La vostra struttura è stata allertata? «Noi viviamo in allerta tutti i giorni, siamo sempre preparati al fatto che potrebbe arrivarci un campione ad alto rischio. Certo l’attenzione in questi giorni è più alta, io che sono responsabile del coordinamento bioemergenza ho fatto diversi incontri con tutto il gruppo. Per ora possiamo dire che un arrivo di Ebola è altamente improbabile».
Come siete organizzati? «Lavoriamo in stretta collaborazione con la Regione e siamo attrezzati per qualsiasi tipo di emergenza. Abbiamo un’alta struttura di contenimento, il laboratorio livello 4. Teniamo presente che Ebola ha una mortalità del 90 per cento, ma l’accertamento diagnostico non è difficile e questo ci conforta».

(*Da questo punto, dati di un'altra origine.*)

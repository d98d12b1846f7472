use chrono::{DateTime, Utc};

use chart_core::{DimensionRecord, JoinKey, Observation};

/// Join heights and weights into one record per distinct join key, latest first.
///
/// When several observations of one kind share a key, the first in input
/// order wins; nothing is averaged.
pub fn merge_dimensions(
    heights: &[Observation],
    weights: &[Observation],
    join_key: JoinKey,
    bmi_decimals: u8,
) -> Vec<DimensionRecord> {
    let mut keys: Vec<DateTime<Utc>> = weights
        .iter()
        .chain(heights)
        .map(|obs| join_key.key_for(obs.issued))
        .collect();
    keys.sort_by(|a, b| b.cmp(a));
    keys.dedup();

    keys.into_iter()
        .map(|key| {
            let first_at = |series: &[Observation]| {
                series
                    .iter()
                    .find(|obs| join_key.key_for(obs.issued) == key)
                    .cloned()
            };
            DimensionRecord::new(key, first_at(weights), first_at(heights), bmi_decimals)
        })
        .collect()
}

Come viene diagnosticata? «Deve essere fatto un test in cabina di alto isolamento, diciamo che se c’è un caso sospetto gli ospedali dovrebbero mandare sia il paziente che i campioni da noi al Sacco».
Tutti gli ospedali sono preparati? «I sintomi sono simili a quelli di altre malattie tropicali, ma un infettivologo dovrebbe poter facilmente risalire se una persona è arrivata da lì».
La gente non può fare nulla per prevenire? «No e comunque in Europa non c’è mai stato un caso. Se ci sarà bisogno Ministero e Regioni si attiveranno per dare consigli. Il piano di contenimento dell’Oms (Organizzazione mondiale della sanità) è molto attivo ed efficiente. Anche i Paesi africani hanno limitato i voli dalle nazioni in cui è diffusa l’epidemia, una decisione coraggiosa che spesso non viene presa per paura di seminare il panico e per evitare ripercussioni economiche negative».
La Lega Nord chiede la quarantena per gli immigrati che arrivano in Lombardia. «Io per mio approccio non ascolto mai nessuno se non i tecnici. Che parli la Lega o il Pd il mio testo sacro è l’Oms che invia quotidiani dettagliati aggiornamenti sulla casistica al ministero della Salute che li trasmette ai centri di riferimento come il nostro. Comunque sto per partire per il meeting internazionale di Ginevra che darà indicazioni strategiche più dettagliate. C’è un piano di investimenti molto importante, e l’epidemia di Ebola viene vista anche nell’ambito del gruppo G7 perché non ha solo un’implicazione sanitaria ma anche strategico-politica. L’attenzione del mondo su questa infezione c’è, tanti sono i soldi stanziati anche da donatori. La cosa importante è non seminare panico ma nello stesso tempo prendere misure adeguate non dettate da orientamenti politici».
Si parla anche del ritorno della Tbc portata dagli immigrati. «La Tbc non ce l’hanno riportata gli immigrati, visto che in Africa non è così frequente. Eventualmente loro si ammalano e si aggravano qui perché vivono in condizioni disastrate, condizioni tali che chiunque di noi svilupperebbe le stesse malattie».